At the same time of course, the Kinda are presented as more sophisticated than the colonists because of that enforced lack of aggression and their unique understanding of their environment... So, which is Bailey criticizing – the destructive capability of men such as the colonists (or, potentially, the males of the Kinda tribe), or the stasis that occurs if societies attempted to dam progress (the Kinda have no ambition of any sort)? In a sense, he’s criticizing women (certainly Panna) for ending History, but he’s also giving them wisdom...Hm, don’t come here looking for clear answers!

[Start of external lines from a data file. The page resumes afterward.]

//! JSON output formatter

use crate::output::formatter::OutputFormatter;
use loader_application::{InitializeOutput, LoadPlan};
use serde_json::json;
use std::path::Path;

/// Formats loader results as pretty-printed JSON
///
/// Module sources are never serialized; a load report carries the
/// registry's origins, phases, paths and sizes.
#[derive(Debug, Clone, Copy, Default)]
pub struct JsonFormatter;

impl OutputFormatter for JsonFormatter {
    fn format_resolution(&self, spec: &str, path: &Path) -> String {
        let value = json!({ "spec": spec, "path": path });
        serde_json::to_string_pretty(&value).unwrap_or_else(|_| "{}".to_string())
    }

    fn format_plan(&self, plan: &LoadPlan) -> String {
        serde_json::to_string_pretty(plan).unwrap_or_else(|_| "{}".to_string())
    }

    fn format_output(&self, output: &InitializeOutput) -> String {
        serde_json::to_string_pretty(output).unwrap_or_else(|_| "{}".to_string())
    }
}
//! CLI command definitions

use clap::{Parser, ValueEnum};
use std::path::PathBuf;

/// Output format for plans and load reports
#[derive(Debug, Clone, Copy, Default, PartialEq, Eq, ValueEnum)]
pub enum OutputFormat {
    /// Human-readable summary
    #[default]
    Text,
    /// JSON output
    Json,
}

/// CLI arguments for manifest-loader
#[derive(Parser, Debug)]
#[command(name = "manifest-loader")]
#[command(author, version, about = "Load every module of a manifest in fixed phase order")]
#[command(long_about = r#"
manifest-loader resolves every module of the built-in manifest against an
anchor directory and reads them in a fixed phase order:

  libs -> database -> models -> repository -> di* -> generated*
       -> core -> plugins -> utils -> adapters -> views

Phases marked * are discovered by scanning their directory for *.<ext>.
The first missing module stops the run with a non-zero exit code.

Configuration files are loaded from (in priority order):
1. --config <path>     Explicit config file
2. ./loader.toml       Project-level config
3. ~/.config/manifest-loader/config.toml   Global config

Example:
  manifest-loader --anchor /srv/shop/app/src/main
  manifest-loader --anchor /srv/shop/app/src/main --plan
  manifest-loader --anchor /app/src/main --resolve ../../libs
"#)]
pub struct Cli {
    /// Anchor directory (defaults to the directory of this executable)
    #[arg(long, value_name = "DIR")]
    pub anchor: Option<PathBuf>,

    /// Resolve a single path spec against the anchor and exit
    #[arg(long, value_name = "SPEC")]
    pub resolve: Option<String>,

    /// Print the resolved load plan without reading any module
    #[arg(long)]
    pub plan: bool,

    /// List every loaded module after a successful run
    #[arg(long)]
    pub list: bool,

    /// Output format
    #[arg(short, long, value_enum, default_value = "text")]
    pub output: OutputFormat,

    /// Verbosity level (-v = info, -vv = debug, -vvv = trace)
    #[arg(short, long, action = clap::ArgAction::Count)]
    pub verbose: u8,

    /// Suppress progress indicators
    #[arg(short, long)]
    pub quiet: bool,

    /// Also write logs to daily-rotated files in this directory
    #[arg(long, value_name = "DIR")]
    pub log_dir: Option<PathBuf>,

    /// Path to configuration file
    #[arg(long, value_name = "PATH")]
    pub config: Option<PathBuf>,

    /// Disable loading of configuration files
    #[arg(long)]
    pub no_config: bool,

    /// Show configuration file locations and exit
    #[arg(long)]
    pub show_config: bool,
}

The Doctor says “Paradise is a bit too green for me” and one senses that he has the measure of the Kinda and their problematic society, just as much as he has the measure of the colonists and their drive to shape everything in their own image. We can assume he pities the trappings of both groups, while he himself has attained a certain kind of freedom.

So much is at work here that it is a credit to Bailey that he manages to weld it to a fairly traditional Doctor Who base-under-siege-come-monster-story. As mentioned, Freudianism is a big theme, with Tegan’s inferiority complex about her companions allowing her neurosis, or (if we slide from the Freudian to the Buddhist frame of reference), a 'demon of her mind’ to make her aggressively and sexually powerful enough to infect a male Kinda, whose re-masculation drives him to want to make war on the colonists, which will feed the Mara/psychosis in his head.

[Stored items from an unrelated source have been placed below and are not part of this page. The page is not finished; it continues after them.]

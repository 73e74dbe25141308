//! Path specs and the resolution algorithm

use super::anchor::AnchorDirectory;
use crate::core::error::{DomainError, PathSpecViolation};
use serde::{Deserialize, Serialize};
use std::fmt;
use std::path::PathBuf;
use std::str::FromStr;

/// Package-relative marker: relative to the anchor itself.
pub const PACKAGE_MARKER: &str = "./";

/// Root-relative marker: each occurrence pops one anchor segment.
pub const ROOT_MARKER: &str = "../";

/// Which convention a [`PathSpec`] uses
#[derive(Debug, Clone, Copy, PartialEq, Eq)]
pub enum SpecKind {
    /// Single leading `./`
    PackageRelative,
    /// One or more leading `../`
    RootRelative { pops: usize },
    /// No marker at all
    PassThrough,
}

/// A parsed path spec.
///
/// Parsing validates the marker conventions; popping past the anchor root
/// can only be detected at resolution time.
///
/// # Examples
///
/// ```
/// use loader_domain::{AnchorDirectory, PathSpec};
/// use std::path::PathBuf;
///
/// let anchor = AnchorDirectory::new("/app/src/main").unwrap();
///
/// let libs: PathSpec = "../../libs".parse().unwrap();
/// assert_eq!(libs.resolve(&anchor).unwrap(), PathBuf::from("/app/libs"));
///
/// let database: PathSpec = "./php/database".parse().unwrap();
/// assert_eq!(
///     database.resolve(&anchor).unwrap(),
///     PathBuf::from("/app/src/main/php/database")
/// );
/// ```
#[derive(Debug, Clone, PartialEq, Eq, Serialize, Deserialize)]
#[serde(try_from = "String", into = "String")]
pub struct PathSpec {
    raw: String,
    kind: SpecKind,
    remainder: String,
}

impl PathSpec {
    /// Parse a spec, rejecting absolute paths and mixed or repeated markers.
    pub fn parse(raw: &str) -> Result<Self, DomainError> {
        if raw.starts_with('/') {
            return Err(DomainError::invalid_spec(raw, PathSpecViolation::Absolute));
        }

        let (kind, remainder) = if let Some(rest) = raw.strip_prefix(PACKAGE_MARKER) {
            if rest.starts_with(PACKAGE_MARKER) {
                return Err(DomainError::invalid_spec(
                    raw,
                    PathSpecViolation::RepeatedPackageMarker,
                ));
            }
            if rest.starts_with(ROOT_MARKER) {
                return Err(DomainError::invalid_spec(
                    raw,
                    PathSpecViolation::MixedConventions,
                ));
            }
            (SpecKind::PackageRelative, rest)
        } else if raw.starts_with(ROOT_MARKER) {
            let mut rest = raw;
            let mut pops = 0;
            while let Some(stripped) = rest.strip_prefix(ROOT_MARKER) {
                rest = stripped;
                pops += 1;
            }
            if rest.starts_with(PACKAGE_MARKER) {
                return Err(DomainError::invalid_spec(
                    raw,
                    PathSpecViolation::MixedConventions,
                ));
            }
            (SpecKind::RootRelative { pops }, rest)
        } else {
            (SpecKind::PassThrough, raw)
        };

        Ok(Self {
            raw: raw.to_string(),
            kind,
            remainder: remainder.to_string(),
        })
    }

    /// `./remainder`, for built-in specs known to be well formed.
    pub(crate) fn package_relative(remainder: &str) -> Self {
        Self {
            raw: format!("{PACKAGE_MARKER}{remainder}"),
            kind: SpecKind::PackageRelative,
            remainder: remainder.to_string(),
        }
    }

    /// `../` repeated `pops` times, then `remainder`.
    pub(crate) fn root_relative(pops: usize, remainder: &str) -> Self {
        Self {
            raw: format!("{}{remainder}", ROOT_MARKER.repeat(pops)),
            kind: SpecKind::RootRelative { pops },
            remainder: remainder.to_string(),
        }
    }

    /// The spec exactly as written
    pub fn as_str(&self) -> &str {
        &self.raw
    }

    pub fn kind(&self) -> SpecKind {
        self.kind
    }

    /// What is left after the markers are stripped
    pub fn remainder(&self) -> &str {
        &self.remainder
    }

    /// Append a relative tail to this spec.
    ///
    /// A directory that is empty or already ends in `/` joins without an
    /// extra separator: `./` + `views` is `./views` and `""` + `views` is
    /// the pass-through `views`.
    pub fn join(&self, tail: &str) -> Result<Self, DomainError> {
        if self.raw.is_empty() || self.raw.ends_with('/') {
            Self::parse(&format!("{}{}", self.raw, tail))
        } else {
            Self::parse(&format!("{}/{}", self.raw, tail))
        }
    }

    /// Resolve against an anchor.
    ///
    /// Pure path arithmetic: no filesystem access and no normalization of
    /// the remainder.
    pub fn resolve(&self, anchor: &AnchorDirectory) -> Result<PathBuf, DomainError> {
        let segments = anchor.segments();
        let kept = match self.kind {
            SpecKind::RootRelative { pops } => {
                if pops > segments.len() {
                    return Err(DomainError::invalid_spec(
                        &self.raw,
                        PathSpecViolation::Underflow {
                            requested: pops,
                            available: segments.len(),
                        },
                    ));
                }
                &segments[..segments.len() - pops]
            }
            SpecKind::PackageRelative | SpecKind::PassThrough => segments,
        };

        let mut path = format!("/{}", kept.join("/"));
        if !self.remainder.is_empty() {
            if !kept.is_empty() {
                path.push('/');
            }
            path.push_str(&self.remainder);
        }

        Ok(PathBuf::from(path))
    }
}

/// Parse and resolve `spec` against `anchor` in one step.
pub fn resolve(anchor: &AnchorDirectory, spec: &str) -> Result<PathBuf, DomainError> {
    PathSpec::parse(spec)?.resolve(anchor)
}

impl FromStr for PathSpec {
    type Err = DomainError;

    fn from_str(s: &str) -> Result<Self, Self::Err> {
        Self::parse(s)
    }
}

impl TryFrom<String> for PathSpec {
    type Error = DomainError;

    fn try_from(value: String) -> Result<Self, Self::Error> {
        Self::parse(&value)
    }
}

impl From<PathSpec> for String {
    fn from(spec: PathSpec) -> Self {
        spec.raw
    }
}

impl fmt::Display for PathSpec {
    fn fmt(&self, f: &mut fmt::Formatter<'_>) -> fmt::Result {
        f.write_str(&self.raw)
    }
}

Added to this is the Buddhist concept of life as suffering underpinning the Kinda society; this tribe are continually on guard against the evil impulses that curse us all, except theirs can be made material because of their telepathy.

Bailey makes a collage of psycho-analysis and Buddhism yet more complex by creating an overlap with Christianity. But Dr Todd’s perspective of Deva Loka as Paradise is false because this is a world in which its native population are basically acting as a dam against evil impulses by suppressing their individuality; as such she fails to see the metaphorical serpent in this Garden of Eden until Aris makes that serpent real (well, sort of...). That Hindle also goes mad as a result of his Oedipus Complex regarding Sanders and his culturally-inherited inability to accept (what he sees as) disorder on Deva Loka - our Hindle's not much of a pluralist, is he? - allows Bailey to explore yet another aspect of madness without the Buddhist symbolism.  Out in the jungle we have spiritual metaphors for madness, while in the base we have a more formal, western reading.

While the production has been vilified it seems fitting that Deva Loka (a place of subtexts, memories and dreams), is this artificial world that is clearly symbolic; the various perspectives of what it represents can be projected onto it without the ‘concrete’ identity of a genuine location getting in the way. So, to the Kinda, this is a world with dark dimensions that must be held in check; to the colonists it is a chaotic jungle that must be ordered, and to Dr. Todd it is Eden – three attempts to organize the world rather than see it as essentially chaotic. But each approach has its problems and this examines the “human” need to organize against the chaos of existence – we all project a world onto the world (or a map onto reality) and here the viewer gets several alternative maps of Deva Loka to project onto the mere suggestion of an environment created in Television Centre!

I should leave the last words to the proprietor of this blog when he says that 'Kinda'...

...is the end of an extraordinary run of stories. Everything from 'Full Circle' to 'Kinda' is either a masterpiece or near-masterpiece. Even the weakest of these stories ('Four to Doomsday') is chock-full of amazing ideas and fascinating concepts, sophisticated wit and off-the-wall imagery. Sadly, from now on, the great stories will come in fits and starts. There's some amazing stuff on its way, but that run of consistently-excellent stories is now over.